I agree it's generally not good to assume it's the carbs without considering other systems; however, the fact that the fuel is running out of the inlets and the pump runs all the time does indicate there are issues higher in the pecking order than the ignition.

If fuel is running out of the inlets, then it's likely that either the float/ inlet valve is not operating properly, or the fuel pressure is too high and over-powering the inlet valve. In either case, the float bowl will over-flow, and the mixture (if the engine runs at all) will be excessively rich.

Check the inlet valve to see if it's shutting off cleanly. Clean or replace it as required.

Check the condition of the floats. Shake them and listen for any fuel sloshing around inside of them. If fuel has leaked in, then replace the float.

If the floats are good, then check the float height setting and adjust it as required. Weber's stock spec for the DCOE-31 (brass hockey puck floats) is 8.5mm height, and 15mm droop.

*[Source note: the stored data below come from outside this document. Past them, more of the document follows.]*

// [apps/head/src/handlers/jobs.rs]
use axum::extract::{Path, State};
use axum::http::StatusCode;
use axum::Json;
use certslurp_config::{effective_shard_size, plan_shards};
use certslurp_domain_models::{JobInfo, JobSpec, JobStatus, ShardRange};
use certslurp_pipeline::{CtLogFetcher, HttpCtLogFetcher};
use serde::Deserialize;
use tracing::{instrument, warn};

use crate::errors::ApiError;
use crate::state::AppState;

/// Resolves `index_end` (fetching the log's current tree size when
/// the job spec leaves it at 0), plans
/// shard ranges, and bulk-creates them. Shard creation failing after
/// the job record is written just leaves the job stuck at `pending`
/// with zero shards — the monitor leaves those alone (`apps/head/src/monitor.rs`)
/// and resubmission of the same spec is the operator's recourse.
#[instrument(skip(state, spec))]
async fn shard_job(state: &AppState, job_id: &str, spec: &JobSpec) -> Result<u64, ApiError> {
    let index_start = spec.options.fetch.index_start;
    let index_end = if spec.options.fetch.index_end > 0 {
        spec.options.fetch.index_end
    } else {
        let fetcher = HttpCtLogFetcher::new(spec.log_uri.clone());
        let sth = fetcher
            .get_sth()
            .await
            .map_err(|e| ApiError::Internal(format!("could not resolve tree size for {}: {e}", spec.log_uri)))?;
        sth.tree_size
    };

    if index_end <= index_start {
        warn!(job_id, index_start, index_end, "resolved empty index range, no shards created");
        return Ok(0);
    }

    let shard_size = effective_shard_size(spec.options.fetch.shard_size, index_end - index_start);
    let ranges: Vec<ShardRange> = plan_shards(index_start, index_end, shard_size)
        .into_iter()
        .enumerate()
        .map(|(shard_id, (from, to))| ShardRange {
            shard_id: shard_id as u64,
            index_from: from,
            index_to: to,
        })
        .collect();

    let shard_count = ranges.len() as u64;
    state.shards.bulk_create_shards(job_id, &ranges).await?;
    Ok(shard_count)
}

#[instrument(skip(state, spec))]
pub async fn submit_job(
    State(state): State<AppState>,
    Json(spec): Json<JobSpec>,
) -> Result<(StatusCode, Json<serde_json::Value>), ApiError> {
    let job_id = state.jobs.submit_job(spec.clone()).await?;
    let shard_count = shard_job(&state, &job_id, &spec).await?;
    Ok((
        StatusCode::CREATED,
        Json(serde_json::json!({ "job_id": job_id, "shard_count": shard_count })),
    ))
}

#[instrument(skip(state))]
pub async fn list_jobs(State(state): State<AppState>) -> Result<Json<Vec<JobInfo>>, ApiError> {
    Ok(Json(state.jobs.list_jobs().await?))
}

#[instrument(skip(state))]
pub async fn get_job(State(state): State<AppState>, Path(job_id): Path<String>) -> Result<Json<JobInfo>, ApiError> {
    state
        .jobs
        .get_job(&job_id)
        .await?
        .map(Json)
        .ok_or_else(|| ApiError::NotFound(format!("no job with id {job_id}")))
}

#[derive(Debug, Deserialize)]
pub struct UpdateStatusPayload {
    pub status: JobStatus,
}

#[instrument(skip(state, payload))]
pub async fn update_job_status(
    State(state): State<AppState>,
    Path(job_id): Path<String>,
    Json(payload): Json<UpdateStatusPayload>,
) -> Result<StatusCode, ApiError> {
    state.jobs.update_job_status(&job_id, payload.status).await?;
    Ok(StatusCode::NO_CONTENT)
}

#[instrument(skip(state))]
pub async fn start_job(State(state): State<AppState>, Path(job_id): Path<String>) -> Result<StatusCode, ApiError> {
    state.jobs.mark_job_started(&job_id).await?;
    Ok(StatusCode::NO_CONTENT)
}

#[instrument(skip(state))]
pub async fn complete_job(State(state): State<AppState>, Path(job_id): Path<String>) -> Result<StatusCode, ApiError> {
    state.jobs.mark_job_completed(&job_id).await?;
    Ok(StatusCode::NO_CONTENT)
}

#[instrument(skip(state))]
pub async fn cancel_job(State(state): State<AppState>, Path(job_id): Path<String>) -> Result<StatusCode, ApiError> {
    state.jobs.cancel_job(&job_id).await?;
    Ok(StatusCode::NO_CONTENT)
}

DCOEs don't like high fuel pressure, and run best at 1.5-2.5 psi. If the pressure is too high, it can over-power the inlet valve and over-fill the float bowl. Since the car is equipped with an electric fuel pump, there's some cause to question if the fuel pressure is correct. Check the pump for markings indicating the rated output pressure, and/or use a fuel pressure gauge to check the pressure at the inlet.

If the pressure is high, then the easy solution is to leave the pump in place as is, and add an inline adjustable fuel pressure regulator as close to the carb inlets as practical. Set it to 2 psi.

Fuel can also leak out the inlets if the chokes are not properly secured in the throats. Check that the assembly is correct.

Those items should address the typical fuel leak sources.

*~*~*

Is the fuel old? If it's gotten old sitting in the car, then it's very likely the carbs need to be cleaned. At a minimum, remove the main and idle jet assemblies, along with the pump jets. Hold them up to a light and look through them. If they're plugged to any degree, clean them so the orifice is unobstructed.

*~*~*
The engine will run like crap if the carbs are not accurately balanced. That's a subject in itself, so I won't go there now other than to say check the balance. If you don't know how, I can forward a Word.doc with instructions.

*~*~*
When the engine is running and at least idles well, set the Idle Mixture Screws. If you need help with that, details would also be in the Word.doc.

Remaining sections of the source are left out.